As noted above, it is common to set zi as a binary variable, but relaxing that constraint, as done here, achieves the same “flux diversification” effect desired [27]. Minimizing the sum of fluxes for L and M is not the same as minimizing the number of reactions in L and M, but it allows us a linear formulation of the problem without negatively influencing the final solution in terms of quality. Overall, with these features, we avoid a mixed binary formulation, harder to solve because of the integrality constraints on some of the variables [32].

Since we have split the reversible reactions into two irreversible steps, but have added no constraint guaranteeing that only one of them is active at a time, solving this problem (Eq 6 subject to Eqs 15) will give us a solution where all forward and backward steps from reversible reactions in H are active, even if their net flux (vfvb) is zero. Note that this does not occur with reversible reactions in L or M, because minimizing the sum of fluxes already enforces the usage of reversible reactions, if necessary, only in one direction.

This issue is illustrated in Fig 1. Fig 1A shows an example reference metabolic network, including the classification of reactions as H, M or L. Fig 1B shows the resulting solution once the linear program defined by Eq 6 subject to Eqs 15 is solved. It can be observed that the solution certainly produces biomass via reactions 2 (M), 3 (H), 5 (H) and 17 (H). In addition, it activates two cycles with net flux equal to zero, namely the first one involving reactions 4 (H) and 14 (H) and the second one involving reactions 9 (H) and 15 (H). The presence of these spurious cycles is a consequence of the non-binary formulation proposed above, which requires an iterative procedure that disentangles whether (or not) these reversible reactions in H can be included in the reconstruction in combination with other reactions.

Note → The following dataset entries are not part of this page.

//! Message operations: send, seen, delete-for-me, unsend, delete conversation.

use chrono::{DateTime, Utc};
use parley_shared::protocol::ServerEvent;
use parley_shared::types::{Attachment, AttachmentKind, ConversationId, MessageId, UserId};
use parley_shared::views::{ActivityPreview, ItemRef, MessageView};
use parley_store::{format_activity_preview, Conversation, Database, NewMessage};
use tracing::{debug, info, warn};

use crate::engine::{load_message, participant_conversation, require_user, Engine};
use crate::error::{EngineError, Result};
use crate::notifier::Outbox;
use crate::storage::{attachment_path, Upload};

/// What a delete-for-me did, from the actor's point of view.
#[derive(Debug, Clone, Default, PartialEq, Eq)]
pub struct DeletionOutcome {
    /// `false` when the actor had already hidden the item.
    pub hidden: bool,
    /// The row is gone for good because both participants hid it.
    pub purged: bool,
    /// The item was the actor's last visible one.
    pub was_last: bool,
    /// The actor's new last visible item, when `was_last`.
    pub new_last_message: Option<ActivityPreview>,
}

impl Engine {
    /// Send a message from `sender` to `receiver`, creating their
    /// conversation on first contact. Returns the sender's view of the
    /// stored message.
    pub async fn send_message(
        &self,
        sender: UserId,
        receiver: UserId,
        content: Option<String>,
        upload: Option<Upload>,
    ) -> Result<MessageView> {
        let content = content.filter(|c| !c.trim().is_empty());
        self.validate_message(sender, receiver, content.as_deref(), upload.as_ref())?;

        let now = self.now();

        let Some(upload) = upload else {
            let (view, outbox) = self.atomically(|db| {
                require_user(db, receiver)?;
                let conversation = db.find_or_create_conversation(sender, receiver, now)?;
                insert_message(db, &conversation, sender, receiver, content, None, now)
            })?;
            self.publish(outbox).await;
            return Ok(view);
        };

        // The blob path needs the conversation id, and the upload must not
        // happen while the store is locked. A conversation opened here is
        // dropped again if the send fails.
        let (conversation, created) = self.atomically(|db| {
            require_user(db, receiver)?;
            if let Some(existing) = db.find_conversation_between(sender, receiver)? {
                return Ok((existing, false));
            }
            Ok((db.find_or_create_conversation(sender, receiver, now)?, true))
        })?;

        let suggested = attachment_path(conversation.id, &upload.file_name);
        let kind = AttachmentKind::from_mime(&upload.mime_type);
        let path = match self.blobs.store(upload.bytes, &suggested).await {
            Ok(path) => path,
            Err(e) => {
                if created {
                    self.forget_empty_conversation(conversation.id);
                }
                return Err(e.into());
            }
        };
        let attachment = Attachment {
            path: path.clone(),
            kind,
            mime_type: upload.mime_type,
        };

        let now = self.now();
        let inserted = self.atomically(|db| {
            insert_message(db, &conversation, sender, receiver, content, Some(attachment), now)
        });

        match inserted {
            Ok((view, outbox)) => {
                self.publish(outbox).await;
                Ok(view)
            }
            Err(e) => {
                self.discard_blob(&path).await;
                if created {
                    self.forget_empty_conversation(conversation.id);
                }
                Err(e)
            }
        }
    }

    /// Undo the lazy creation of `conversation` after a failed first send.
    /// Leaves it alone once anything else landed in it.
    fn forget_empty_conversation(&self, conversation: ConversationId) {
        match self.atomically(|db| Ok(db.delete_conversation_if_empty(conversation)?)) {
            Ok(true) => debug!(conversation = %conversation, "empty conversation dropped"),
            Ok(false) => {}
            Err(e) => warn!(conversation = %conversation, error = %e, "failed to drop empty conversation"),
        }
    }

    fn validate_message(
        &self,
        sender: UserId,
        receiver: UserId,
        content: Option<&str>,
        upload: Option<&Upload>,
    ) -> Result<()> {
        if sender == receiver {
            return Err(EngineError::validation("cannot send a message to yourself"));
        }
        if content.is_none() && upload.is_none() {
            return Err(EngineError::validation(
                "a message needs content or an attachment",
            ));
        }
        if let Some(content) = content {
            if content.chars().count() > self.config.max_content_chars {
                return Err(EngineError::validation(format!(
                    "content exceeds {} characters",
                    self.config.max_content_chars
                )));
            }
        }
        if let Some(upload) = upload {
            if upload.bytes.is_empty() {
                return Err(EngineError::validation("attachment is empty"));
            }
            if upload.bytes.len() > self.config.max_attachment_size {
                return Err(EngineError::validation(format!(
                    "attachment exceeds {} bytes",
                    self.config.max_attachment_size
                )));
            }
        }
        Ok(())
    }

    /// The receiver has read `message`. Returns `true` if this call flipped
    /// the flag.
    pub async fn mark_seen(&self, viewer: UserId, message: MessageId) -> Result<bool> {
        let (changed, outbox) = self.atomically(|db| {
            let row = load_message(db, message)?;
            participant_conversation(db, row.conversation_id, viewer)?;

            let mut outbox = Outbox::new();
            if row.sender_id == viewer || row.seen {
                return Ok((false, outbox));
            }
            if !db.mark_message_seen(row.id)? {
                return Ok((false, outbox));
            }

            outbox.push(
                row.sender_id,
                ServerEvent::MessageSeen {
                    message_id: row.id,
                    conversation_id: row.conversation_id,
                },
            );
            Ok((true, outbox))
        })?;

        if changed {
            debug!(message = %message, viewer = %viewer, "message seen");
        }
        self.publish(outbox).await;
        Ok(changed)
    }

    /// Hide `message` for `actor` only.
    pub async fn delete_for_me(&self, actor: UserId, message: MessageId) -> Result<DeletionOutcome> {
        let now = self.now();

        let (outcome, orphaned_blob, outbox) = self.atomically(|db| {
            let row = load_message(db, message)?;
            let conversation = participant_conversation(db, row.conversation_id, actor)?;

            let mut outbox = Outbox::new();
            if row.deleted_by.contains(&actor) {
                return Ok((DeletionOutcome::default(), None, outbox));
            }

            let previous_last = db.last_visible_item(conversation.id, actor)?;
            db.hide_message_for(row.id, actor, now)?;

            let mut outcome = DeletionOutcome {
                hidden: true,
                ..DeletionOutcome::default()
            };

            let mut orphaned_blob = None;
            let mut deleted_by = row.deleted_by.clone();
            deleted_by.insert(actor);
            if conversation.participants.both().iter().all(|u| deleted_by.contains(u)) {
                db.purge_message(row.id)?;
                outcome.purged = true;
                orphaned_blob = row.attachment.as_ref().map(|a| a.path.clone());
            }

            let was_last = previous_last
                .map(|item| item.item_ref() == ItemRef::Message(row.id))
                .unwrap_or(false);
            if was_last {
                outcome.was_last = true;
                outcome.new_last_message = refresh_last_activity(db, &conversation, actor)?;
                outbox.push(
                    actor,
                    ServerEvent::MessageDeleted {
                        message_id: row.id,
                        conversation_id: conversation.id,
                        actor,
                        new_last_message: outcome.new_last_message.clone(),
                    },
                );
            }

            Ok((outcome, orphaned_blob, outbox))
        })?;

        if outcome.hidden {
            info!(message = %message, actor = %actor, purged = outcome.purged, "message deleted for user");
        }
        self.publish(outbox).await;
        if let Some(path) = orphaned_blob {
            self.discard_blob(&path).await;
        }
        Ok(outcome)
    }

    /// Retract `message` for everyone. Only its sender may do this; a second
    /// unsend is a no-op returning `false`.
    pub async fn unsend(&self, actor: UserId, message: MessageId) -> Result<bool> {
        let now = self.now();

        let (changed, orphaned_blob, outbox) = self.atomically(|db| {
            let row = load_message(db, message)?;
            if row.sender_id != actor {
                return Err(EngineError::unauthorized(format!(
                    "user {actor} did not send message {message}"
                )));
            }

            let mut outbox = Outbox::new();
            if row.unsent {
                return Ok((false, None, outbox));
            }

            let conversation = participant_conversation(db, row.conversation_id, actor)?;
            let was_last = db
                .latest_message(conversation.id)?
                .map(|latest| latest.id == row.id)
                .unwrap_or(false);

            if !db.unsend_message(row.id, now)? {
                return Ok((false, None, outbox));
            }
            if was_last {
                db.set_last_activity(conversation.id, now)?;
            }

            for user in conversation.participants.both() {
                outbox.push(
                    user,
                    ServerEvent::MessageUnsent {
                        message_id: row.id,
                        conversation_id: conversation.id,
                    },
                );
            }

            // "Last visible" differs per participant, so each gets their own.
            if was_last {
                for user in conversation.participants.both() {
                    let new_last = db
                        .last_visible_item(conversation.id, user)?
                        .map(|item| format_activity_preview(&item, user));
                    outbox.push(
                        user,
                        ServerEvent::MessageDeleted {
                            message_id: row.id,
                            conversation_id: conversation.id,
                            actor,
                            new_last_message: new_last,
                        },
                    );
                }
            }

            let orphaned_blob = row.attachment.as_ref().map(|a| a.path.clone());
            Ok((true, orphaned_blob, outbox))
        })?;

        if changed {
            info!(message = %message, actor = %actor, "message unsent");
        }
        self.publish(outbox).await;
        if let Some(path) = orphaned_blob {
            self.discard_blob(&path).await;
        }
        Ok(changed)
    }

    /// Hide every message of `conversation` for `actor`. The other
    /// participant's view is untouched. Returns how many messages were newly
    /// hidden.
    pub async fn delete_conversation(&self, actor: UserId, conversation: ConversationId) -> Result<usize> {
        let now = self.now();

        let (hidden, orphaned_blobs, outbox) = self.atomically(|db| {
            let conversation = participant_conversation(db, conversation, actor)?;

            let mut hidden = 0;
            let mut orphaned_blobs = Vec::new();
            for message in db.messages_in_conversation(conversation.id)? {
                if message.deleted_by.contains(&actor) {
                    continue;
                }
                db.hide_message_for(message.id, actor, now)?;
                hidden += 1;

                let mut deleted_by = message.deleted_by.clone();
                deleted_by.insert(actor);
                if conversation.participants.both().iter().all(|u| deleted_by.contains(u)) {
                    db.purge_message(message.id)?;
                    if let Some(attachment) = message.attachment {
                        orphaned_blobs.push(attachment.path);
                    }
                }
            }

            let mut outbox = Outbox::new();
            outbox.push(
                actor,
                ServerEvent::ConversationDeleted {
                    conversation_id: conversation.id,
                },
            );
            Ok((hidden, orphaned_blobs, outbox))
        })?;

        info!(conversation = %conversation, actor = %actor, hidden, "conversation deleted for user");
        self.publish(outbox).await;
        for path in orphaned_blobs {
            self.discard_blob(&path).await;
        }
        Ok(hidden)
    }
}

fn insert_message(
    db: &Database,
    conversation: &Conversation,
    sender: UserId,
    receiver: UserId,
    content: Option<String>,
    attachment: Option<Attachment>,
    now: DateTime<Utc>,
) -> Result<(MessageView, Outbox)> {
    let message = db.insert_message(&NewMessage {
        conversation_id: conversation.id,
        sender_id: sender,
        content,
        attachment,
        created_at: now,
    })?;
    db.set_last_activity(conversation.id, message.created_at)?;

    let mut outbox = Outbox::new();
    outbox.push(receiver, ServerEvent::MessageSent(db.message_view(&message, receiver)?));

    info!(
        message = %message.id,
        conversation = %conversation.id,
        sender = %sender,
        "message sent"
    );
    Ok((db.message_view(&message, sender)?, outbox))
}

/// After `viewer` lost their last visible item: move the conversation's
/// activity to the new last item and describe it. With nothing left the
/// activity timestamp stays where it was.
pub(crate) fn refresh_last_activity(
    db: &Database,
    conversation: &Conversation,
    viewer: UserId,
) -> Result<Option<ActivityPreview>> {
    match db.last_visible_item(conversation.id, viewer)? {
        Some(item) => {
            db.set_last_activity(conversation.id, item.created_at())?;
            Ok(Some(format_activity_preview(&item, viewer)))
        }
        None => Ok(None),
    }
}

Fig 1. Illustration of the issue of spurious cycles of reversible reactions from the H set appearing in our linear programming formulation.

Fig 1

A) Example reference metabolic network with a 3-level classification of reactions. It involves ten reactions plus the biomass reaction. Reversible fluxes are split into two non-negative steps. Backward reactions are shown in dashed line. Reactions 3, 4, 5, 7 and 9 are classified as H; reactions 2, 8 and 10 as M; and reactions 1 and 6 as L. B) Solution obtained when solving the linear program defined by Eq 6 subject to Eqs 15. Thicker arcs represent active reactions, cycles involving the forward and backward steps of a reversible reaction in H are represented with thinner lines and inactive reactions are colored in light grey.

The iterative procedure we used is described in detail in S1 Text. It is based on linear programming and it makes use of the concept of reduced cost (taken from linear programming theory) to guide and accelerate the iterative solution process.

Reaction classification

The input of the reconstruction algorithm is the reaction classification as highly (H), medium (M) or lowly (L) expressed. This information is obtained from gene expression experiments, in our case collected from GEO database [33].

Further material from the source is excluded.